When the mother in “By God’s Mercy”, lost her son “for Ireland”, she “didn’t fret too much … She would keep on saying, ‘He did his work well, by God’s mercy; he did his work well.’” But this instigation is immediately undercut by the information that, “she died … before the year was out”, leaving her surviving child, a girl, to fend for herself.
“Story Without End”, is another where the “immortal dream” of the “wild sweet holiness for which men die” is gently called into question.
Nesta, wife of a rebel, waits in the house. She has a prophetic dream where her husband is destroyed by green-clad men and she cannot explain her hatred for the wounded leader who she harbours – but this is as far as these stories go to overtly criticise a currency with which Macardle was, at that time, very much engaged.
Macardle does not disentangle these notions in any coherent way. Rather, the collection is a dispatch from that time; a testament to the conflicting ideological standpoint of the feminist nationalist.
Before the Heartbreak?
Macardle wrote to Maeve Brennan in 1937, “I hope you won’t encounter heartbreak and frustration when you come back here. The country is going through a phase when scarcely any body is interested in anything but money and factories.”
Here is another disappointed account of the “greasy till” reality that follows fervent romanticism. Macardle was also bitterly and vociferously disappointed at the denigration of women in the constitution of the new state.
Considering this, there is something moving in passages from this collection.
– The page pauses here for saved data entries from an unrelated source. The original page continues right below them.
//! Run configuration and the deployment profiles of the audit worksheets.
use crate::consolidation::config::ConfigError::InvalidParameter;
use crate::consolidation::evidence::ImageScaling;
use crate::consolidation::evidence::SlotBox;
use crate::consolidation::locator::LocateStrategy;
use crate::consolidation::naming::KeyGrammar;
use crate::consolidation::naming::NamingRules;
use crate::error::EvidenceSheetError;
use crate::spreadsheet::reference::col_to_index;
use crate::spreadsheet::style::CellStyle;
use crate::spreadsheet::style::Font;
use regex::Regex;
use std::collections::HashSet;
use thiserror::Error;

#[derive(Error, Debug)]
pub enum ConfigError {
    #[error("Invalid {name} parameter: {message}")]
    InvalidParameter { name: String, message: String },
}

/// Header written above the evidence columns.
#[derive(Clone, Debug, PartialEq)]
pub struct EvidenceHeader {
    /// Text of row 0 in the annexure column
    pub annexure_label: String,
    /// Text of the evidence block, merged across row 0
    pub block_label: String,
    pub style: CellStyle,
}

/// A labelled total appended below the consolidated rows.
#[derive(Clone, Debug, PartialEq)]
pub struct SummaryRow {
    pub label: String,
    pub label_column: u16,
    /// Column summed from row 1 down to the last consolidated row
    pub total_column: u16,
}

/// Everything a consolidation run needs to know about one deployment.
///
/// Column indexes are 0-based; use [`column`] to write them as letters.
#[derive(Clone, Debug, PartialEq)]
pub struct ConsolidationConfig {
    /// Name of the consolidated worksheet
    pub sheet_name: String,
    pub naming: NamingRules,
    pub locate: LocateStrategy,
    /// Column holding section numbers and item letters
    pub marker_column: u16,
    /// Column receiving "Annexure n" labels
    pub annexure_column: u16,
    /// Image columns in placement priority order
    pub slot_columns: Vec<u16>,
    pub max_slots_per_row: usize,
    pub scaling: ImageScaling,
    /// Centers images inside a box of this size when set
    pub centering: Option<SlotBox>,
    /// First and last column framed as one evidence block
    pub evidence_block: Option<(u16, u16)>,
    /// Columns framed on all four sides
    pub framed_columns: Vec<u16>,
    pub row_height_increment: f64,
    /// Height assumed for rows without an explicit height
    pub default_row_height: f64,
    pub column_widths: Vec<(u16, f64)>,
    pub evidence_header: Option<EvidenceHeader>,
    pub summary_rows: Vec<SummaryRow>,
    /// Fails the run when no evidence archive is supplied
    pub require_evidence: bool,
    /// Font and alignment of the annexure labels
    pub annexure_style: CellStyle,
}

impl Default for ConsolidationConfig {
    fn default() -> Self {
        Self::level_of_compliance()
    }
}

impl ConsolidationConfig {
    /// The "LOC" worksheet: `Level N` fragments, `3_D` evidence names scanned in column A,
    /// up to six images in G..K then F, shrunk thirty times.
    pub fn level_of_compliance() -> Self {
        let mut column_widths = vec![(col("A"), 15.0), (col("B"), 60.0), (col("C"), 20.0), (col("D"), 60.0)];
        column_widths.extend(cols(&["E", "F", "G", "H", "I", "J", "K"]).into_iter().map(|col| (col, 20.0)));
        ConsolidationConfig {
            sheet_name: "LOC".to_owned(),
            naming: NamingRules {
                order_keywords: vec!["level".to_owned()],
                grammar: KeyGrammar::AlphanumericPair,
                ..NamingRules::default()
            },
            locate: LocateStrategy::Scan,
            marker_column: col("A"),
            annexure_column: col("E"),
            slot_columns: cols(&["G", "H", "I", "J", "K", "F"]),
            max_slots_per_row: 6,
            scaling: ImageScaling::Divisor(30.0),
            centering: None,
            evidence_block: Some((col("F"), col("K"))),
            framed_columns: cols(&["A", "B", "C", "D", "E"]),
            row_height_increment: 15.0,
            default_row_height: 15.0,
            column_widths,
            evidence_header: Some(EvidenceHeader {
                annexure_label: "POC Attached".to_owned(),
                block_label: "POC".to_owned(),
                style: CellStyle::evidence_header(),
            }),
            summary_rows: Vec::new(),
            require_evidence: false,
            annexure_style: CellStyle::annexure_label(),
        }
    }

    /// The "VICS" worksheet: `Part N` fragments, evidence named `"3_3-..."` bound to the
    /// question "3.3" in column A, with a grand total of the marks column.
    pub fn part_questionnaire() -> Self {
        ConsolidationConfig {
            sheet_name: "VICS".to_owned(),
            naming: NamingRules {
                order_keywords: vec!["part".to_owned()],
                grammar: KeyGrammar::NumericPair,
                ..NamingRules::default()
            },
            locate: LocateStrategy::Exact,
            slot_columns: cols(&["I", "J", "K", "L", "M", "H"]),
            evidence_block: Some((col("H"), col("M"))),
            framed_columns: cols(&["A", "B", "C", "D", "E", "F", "G"]),
            annexure_column: col("G"),
            column_widths: Vec::new(),
            evidence_header: None,
            summary_rows: vec![SummaryRow {
                label: "Grand Total".to_owned(),
                label_column: col("B"),
                total_column: col("E"),
            }],
            ..Self::level_of_compliance()
        }
    }

    /// Application review worksheets: evidence named `"<prefix>.<item> ..."` for items 1 to 41,
    /// at most three images in J, K, I centered in 25 pixel high slots.
    ///
    /// # Arguments
    /// * `prefix` - Worksheet number evidence names must start with, such as `"17"`
    pub fn application_review(prefix: &str) -> Self {
        ConsolidationConfig {
            sheet_name: "Application Review".to_owned(),
            naming: NamingRules {
                grammar: KeyGrammar::DottedPrefix,
                required_prefix: Some(prefix.to_owned()),
                item_range: Some(1..=41),
                ..NamingRules::default()
            },
            locate: LocateStrategy::Scan,
            marker_column: col("A"),
            annexure_column: col("H"),
            slot_columns: cols(&["J", "K", "I"]),
            max_slots_per_row: 3,
            scaling: ImageScaling::FixedHeight(25.0),
            centering: Some(SlotBox { width: 96.0, height: 25.0 }),
            evidence_block: Some((col("I"), col("K"))),
            framed_columns: Vec::new(),
            row_height_increment: 10.0,
            default_row_height: 20.0,
            column_widths: cols(&["I", "J", "K"]).into_iter().map(|col| (col, 12.0)).collect(),
            evidence_header: Some(EvidenceHeader {
                annexure_label: "POC Attached".to_owned(),
                block_label: "POC".to_owned(),
                style: CellStyle {
                    font: Font {
                        size: 12.0,
                        bold: true,
                        color: Some(0xFFFFFF),
                        ..Font::default()
                    },
                    fill: Some(0x366092),
                    wrap_text: false,
                    ..CellStyle::evidence_header()
                },
            }),
            summary_rows: Vec::new(),
            require_evidence: false,
            annexure_style: CellStyle::annexure_label(),
        }
    }

    /// The "Internet Banking" worksheet: evidence `"18.<item> ..."` for items 1 to 29 placed
    /// on row `item + 1`, laid out like [`ConsolidationConfig::application_review`].
    pub fn internet_banking() -> Self {
        let mut config = Self::application_review("18");
        config.sheet_name = "Internet Banking".to_owned();
        config.naming.item_range = Some(1..=29);
        config.locate = LocateStrategy::Arithmetic { base_offset: 0 };
        config.marker_column = col("F");
        config
    }

    /// Checks the configuration before a run.
    pub fn validate(&self) -> Result<(), EvidenceSheetError> {
        let name = self.sheet_name.trim();
        if name.is_empty() || name.chars().count() > 31 {
            Err(invalid("sheet_name", "must have 1 to 31 characters"))?;
        }
        if name.contains(['[', ']', ':', '*', '?', '/', '\\']) {
            Err(invalid("sheet_name", "must not contain []:*?/\\"))?;
        }

        if self.naming.grammar == KeyGrammar::DottedPrefix {
            match &self.naming.required_prefix {
                Some(prefix) if !prefix.trim().is_empty() => {}
                _ => Err(invalid("required_prefix", "dotted evidence names need a worksheet prefix"))?,
            }
        }

        if self.slot_columns.is_empty() {
            Err(invalid("slot_columns", "at least one slot column is required"))?;
        }
        let mut seen = HashSet::new();
        if let Some(duplicate) = self.slot_columns.iter().find(|&&col| !seen.insert(col)) {
            Err(invalid("slot_columns", &format!("column {} is listed twice", duplicate)))?;
        }
        if self.slot_columns.contains(&self.annexure_column) {
            Err(invalid("annexure_column", "must not be a slot column"))?;
        }
        if self.max_slots_per_row == 0 {
            Err(invalid("max_slots_per_row", "must be at least 1"))?;
        }

        let scale = match self.scaling {
            ImageScaling::FixedHeight(height) => height,
            ImageScaling::Divisor(divisor) => divisor,
        };
        if !scale.is_finite() || scale <= 0.0 {
            Err(invalid("scaling", "must be a positive number"))?;
        }
        if let Some(slot) = &self.centering {
            if !(slot.width >= 0.0 && slot.height >= 0.0) {
                Err(invalid("centering", "slot size must not be negative"))?;
            }
        }
        if let Some((first, last)) = self.evidence_block {
            if first > last {
                Err(invalid("evidence_block", "first column is after last column"))?;
            }
        }

        if !(self.row_height_increment >= 0.0 && self.row_height_increment <= 409.0) {
            Err(invalid("row_height_increment", "must be between 0 and 409"))?;
        }
        if !(self.default_row_height > 0.0 && self.default_row_height <= 409.0) {
            Err(invalid("default_row_height", "must be between 0 and 409"))?;
        }
        if let Some((col, width)) = self.column_widths.iter().find(|(_, width)| !(0.0..=255.0).contains(width)) {
            Err(invalid("column_widths", &format!("width {} of column {} is not between 0 and 255", width, col)))?;
        }
        if let Some(row) = self.summary_rows.iter().find(|row| row.label_column == row.total_column) {
            Err(invalid("summary_rows", &format!("'{}' uses the same column for label and total", row.label)))?;
        }
        Ok(())
    }
}

/// Parses column letters ("A", "AB", "$F") into a 0-based column index.
pub fn column(letters: &str) -> Result<u16, EvidenceSheetError> {
    let pattern = Regex::new(r"^\$?([A-Za-z]{1,3})$").expect("Hardcode regex pattern");
    let captures = pattern.captures(letters.trim()).ok_or(invalid("column", &format!("'{}' is not a column", letters)))?;
    let col = col_to_index(&captures[1]).ok_or(invalid("column", &format!("'{}' is beyond XFD", letters)))?;
    Ok(col)
}

/// Parses a list of column letters, keeping their order.
pub fn columns(letters: &[&str]) -> Result<Vec<u16>, EvidenceSheetError> {
    letters.iter().map(|letters| column(letters)).collect()
}

fn col(letters: &str) -> u16 {
    column(letters).expect("Hardcode column letters")
}

fn cols(letters: &[&str]) -> Vec<u16> {
    columns(letters).expect("Hardcode column letters")
}

fn invalid(name: &str, message: &str) -> ConfigError {
    InvalidParameter {
        name: name.to_owned(),
        message: message.to_owned(),
    }
}

#[cfg(test)]
mod tests {
    use super::*;

    #[test]
    fn column_letters() {
        assert_eq!(column("A").unwrap(), 0);
        assert_eq!(column("k").unwrap(), 10);
        assert_eq!(column("$AB").unwrap(), 27);
        assert_eq!(column("XFD").unwrap(), 16_383);
        assert!(column("XFE").is_err());
        assert!(column("A1").is_err());
        assert!(column("").is_err());
        assert_eq!(columns(&["G", "H", "F"]).unwrap(), vec![6, 7, 5]);
    }

    #[test]
    fn profiles_are_valid() {
        for config in [
            ConsolidationConfig::default(),
            ConsolidationConfig::level_of_compliance(),
            ConsolidationConfig::part_questionnaire(),
            ConsolidationConfig::application_review("18"),
            ConsolidationConfig::internet_banking(),
        ] {
            assert!(config.validate().is_ok(), "{} profile is invalid", config.sheet_name);
        }
    }

    #[test]
    fn level_of_compliance_layout() {
        let config = ConsolidationConfig::level_of_compliance();
        assert_eq!(config.slot_columns, vec![6, 7, 8, 9, 10, 5]);
        assert_eq!(config.evidence_block, Some((5, 10)));
        assert_eq!(config.column_widths.len(), 11);
        assert_eq!(config.column_widths[1], (1, 60.0));
    }

    #[test]
    fn invalid_parameters() {
        let cases: Vec<(&str, Box<dyn Fn(&mut ConsolidationConfig)>)> = vec![
            ("sheet_name", Box::new(|config| config.sheet_name = "LOC/2024".to_owned())),
            ("sheet_name", Box::new(|config| config.sheet_name = " ".to_owned())),
            ("slot_columns", Box::new(|config| config.slot_columns.clear())),
            ("slot_columns", Box::new(|config| config.slot_columns = vec![6, 7, 6])),
            ("annexure_column", Box::new(|config| config.annexure_column = 6)),
            ("max_slots_per_row", Box::new(|config| config.max_slots_per_row = 0)),
            ("scaling", Box::new(|config| config.scaling = ImageScaling::Divisor(0.0))),
            ("scaling", Box::new(|config| config.scaling = ImageScaling::FixedHeight(f64::NAN))),
            ("evidence_block", Box::new(|config| config.evidence_block = Some((10, 5)))),
            ("default_row_height", Box::new(|config| config.default_row_height = 0.0)),
            ("column_widths", Box::new(|config| config.column_widths.push((3, 300.0)))),
            ("required_prefix", Box::new(|config| config.naming.required_prefix = None)),
            ("required_prefix", Box::new(|config| config.naming.required_prefix = Some(" ".to_owned()))),
        ];
        for (name, change) in cases {
            let mut config = match name {
                "required_prefix" => ConsolidationConfig::application_review("18"),
                _ => ConsolidationConfig::default(),
            };
            change(&mut config);
            match config.validate() {
                Err(EvidenceSheetError::ConfigError(InvalidParameter { name: actual, .. })) => assert_eq!(actual, name),
                other => panic!("Expected invalid {}, got {:?}", name, other),
            }
        }
    }
}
In “The Return of Niav”, a dangerously dedicated, extremely beautiful and very charming cultural revivalist, Maeve, paints a dreamy future for her listeners:
“The evenings she spent with us were wonderful, all the world’s wars forgotten in the talk we had always loved – talk of the enchanted waters and hills of Ireland, of ruins and symbols and rituals and of the music that would come out of Ireland when we were free.”
Sons and Daughters
“The Return of Niav” is a strange story, dedicated to Maude Gonne’s daughter, Iseult, about a mother who tries to make her daughter purely Irish (she did not like her to hear English at all). She nearly loses her to the spirit world by prioritising the cause over the child.
“Roisin Dhu” is also narrated by Maeve, whereas all the other narrators are only given one story. Both are stories about female solidarity and both interrupt, but do not dismantle, the ideologies at play throughout.
In both stories, Maeve fails her sex. She almost loses her daughter to ideology, and conducts pagan fertility rights to get her back, and yet it is ultimately through Pearse’s notion that “life springs from death”, that her daughter is returned.
The maternal appetite for self-sacrifice is perverted here, into the sacrifice of children for the cause of Ireland. Maeve is the maternal figure whose sacrifice of young women for Ireland is uglier than the boy-on-boy action of the other stories.
I wonder if this work is covertly misandrous, for while female suffering is revealed here in the form of grief and general disenfranchisement, the sacrifice of boys rests pretty much vindicated, except in so far as it might disenfranchise women.
After all, the very premise of most of these stories is that the currency of blood sacrifice is transmuted into literal terms. Fortified by the rightness of their cause, at one with the spirit of “Ireland”, dead men use their special sacrificial powers to save the living and promote a free Ireland.
Earth-Bound and Other Supernatural Tales by Dorothy Macardle (Dublin: Swan River Press, 2016)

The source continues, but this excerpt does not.